Hereditary spherocytosis is a relatively common disorder (as far as hematologic disorders go): 1 in 5,000 people of Northern European descent have it (the incidence is lower in other racial groups). Though it is a hereditary disorder, the age of onset of clinical symptoms – and their severity – is variable. The clinical symptoms are usually described as a triad of mild anemia, intermittent jaundice, and splenomegaly. Most patients are able to make enough new red cells to replace the ones that are being prematurely destroyed – so most of the time, there is a mild anemia (or no anemia at all). It’s when a patient gets exposed to something that is nasty to red cells, like parvovirus B19 infection (which wipes out red cells), that the patient can enter what’s called a “crisis” – meaning that the already maxed-out bone marrow can’t keep up with the newly increased demand, and a sudden worsening of the anemia occurs. In these crises, the patient will likely experience clinical signs of anemia (fatigue, for example) and jaundice (from the increased hemolysis).

The basic defect in hereditary spherocytosis involves components of the membrane cytoskeleton (including spectrin, ankyrin, or band 4.2). This means the red cell membrane is unstable, and there is loss of bits of membrane (which means that the cells round up, making spherocytes, which are the darker, smaller red cells with no central pallor in the image above). The big problem in this disorder is that the macrophages in the spleen see these abnormal cells and eat them up! It’s hard for spherocytes to make it through the cords of Bilroth (they aren’t nice and deformable like regular biconcave-disc-shaped red cells), so they are detained in the spleen, making it easy for the macrophages to get ahold of them. Spherocytes are also more fragile than normal red cells, so they bust open more easily. However, it’s the removal of red cells by the spleen that is the main cause of this anemia.

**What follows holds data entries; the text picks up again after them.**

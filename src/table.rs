use std::borrow::Cow;
use std::fmt::Write as _;

use crate::value::{CellValue, RowSet};

const NULL_MARKER: &str = "NULL";

/// Renders a result set as an aligned text table. NULL cells show as `NULL`
/// so they stay distinguishable from empty strings.
pub fn render_rows(set: &RowSet) -> String {
    let rows = set
        .rows
        .iter()
        .map(|row| {
            row.iter()
                .map(|cell| match cell {
                    CellValue::Null => NULL_MARKER.to_string(),
                    other => other.as_display(),
                })
                .collect::<Vec<_>>()
        })
        .collect::<Vec<_>>();
    render_table(&set.columns, &rows)
}

pub fn render_table(headers: &[String], rows: &[Vec<String>]) -> String {
    let column_count = headers.len();
    let mut widths = headers.iter().map(|h| display_width(h)).collect::<Vec<_>>();

    for row in rows {
        for (idx, cell) in row.iter().enumerate().take(column_count) {
            widths[idx] = widths[idx].max(display_width(&sanitize_cell(cell)));
        }
    }

    for width in &mut widths {
        *width = (*width).max(1);
    }

    let mut output = String::new();
    let _ = writeln!(output, "{}", format_row(headers, &widths));

    let separator_widths = widths.iter().map(|w| (*w).max(3)).collect::<Vec<usize>>();
    let separator_cells = separator_widths
        .iter()
        .map(|w| "-".repeat(*w))
        .collect::<Vec<_>>();
    let _ = writeln!(
        output,
        "{}",
        format_row(&separator_cells, &separator_widths)
    );

    for row in rows {
        let _ = writeln!(output, "{}", format_row(row, &widths));
    }

    output
}

fn format_row(values: &[String], widths: &[usize]) -> String {
    let mut line = values
        .iter()
        .zip(widths)
        .map(|(value, width)| {
            let sanitized = sanitize_cell(value);
            let padding = width.saturating_sub(display_width(&sanitized));
            let mut cell = sanitized.into_owned();
            cell.push_str(&" ".repeat(padding));
            cell
        })
        .collect::<Vec<_>>()
        .join("  ");
    while line.ends_with(' ') {
        line.pop();
    }
    line
}

fn display_width(value: &str) -> usize {
    value.chars().count()
}

fn sanitize_cell(value: &str) -> Cow<'_, str> {
    if value.contains(['\n', '\r', '\t']) {
        Cow::Owned(value.replace(['\n', '\r', '\t'], " "))
    } else {
        Cow::Borrowed(value)
    }
}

So when you look at a blood smear of a patient with hereditary spherocytosis, you’ll see spherocytes (you didn’t need me to tell you that). Depending on the severity of the patient’s genetic spectrin abnormality, there may be a few spherocytes, or a ton of spherocytes. You’ll also see evidence of accelerated hematopoiesis in the form of reticulocytosis (actually, you should say “polychromatophilia” if you’re describing a normally-stained blood smear. Reticulocytes are only visible on a supravital stain; on a regular Wright-Giemsa stained blood smear, you call those same cells polychromatophilic cells. You can see a polychromatophilic cell in the image above directly below the center neutrophil. If it were a supravital stain, you’d call that same cell a reticulocyte. But that’s getting a little picky.). If the bone marrow is really cranking out red cells, you might see some nucleated red cells in the blood too.

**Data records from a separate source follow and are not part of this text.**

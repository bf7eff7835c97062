#![allow(dead_code)]

use std::fs::File;
use std::io::Write;
use std::path::{Path, PathBuf};

use csv_relational::{IngestOptions, IngestReport, IngestRequest, store::Store};
use tempfile::{TempDir, tempdir};

/// Scratch directory for CSV inputs and exports, removed on drop.
pub struct TestWorkspace {
    temp_dir: TempDir,
}

impl TestWorkspace {
    pub fn new() -> Self {
        Self {
            temp_dir: tempdir().expect("temp dir"),
        }
    }

    pub fn path(&self) -> &Path {
        self.temp_dir.path()
    }

    /// Writes `contents` into a file under the workspace and returns the path.
    pub fn write(&self, name: &str, contents: &str) -> PathBuf {
        let path = self.temp_dir.path().join(name);
        let mut file = File::create(&path).expect("create temp file");
        file.write_all(contents.as_bytes())
            .expect("write temp file contents");
        path
    }
}

pub fn request(table: &str, headers: &[&str], rows: Vec<Vec<&str>>) -> IngestRequest {
    IngestRequest {
        table_hint: table.to_string(),
        headers: headers.iter().map(|h| h.to_string()).collect(),
        rows: rows
            .into_iter()
            .map(|row| row.into_iter().map(str::to_string).collect())
            .collect(),
    }
}

pub fn ingest(store: &Store, table: &str, headers: &[&str], rows: Vec<Vec<&str>>) -> IngestReport {
    csv_relational::ingest::ingest(store, &request(table, headers, rows), &IngestOptions::default())
        .expect("ingest succeeds")
}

Therapy for this disorder, if necessary (many patients can get along just fine), involves splenectomy (if the patient can tolerate it). The spleen is the site of destruction of the red cells in hereditary spherocytosis. Remove the spleen, and you remove the place where the cells get destroyed! You’re not curing the genetic defect, of course; the patient will still have some spherocytes in the blood. But you are treating the disease so effectively that the patient should not have any further clinical symptoms. If splenectomy is not an option, then the patient may need red cell transfusions during crises.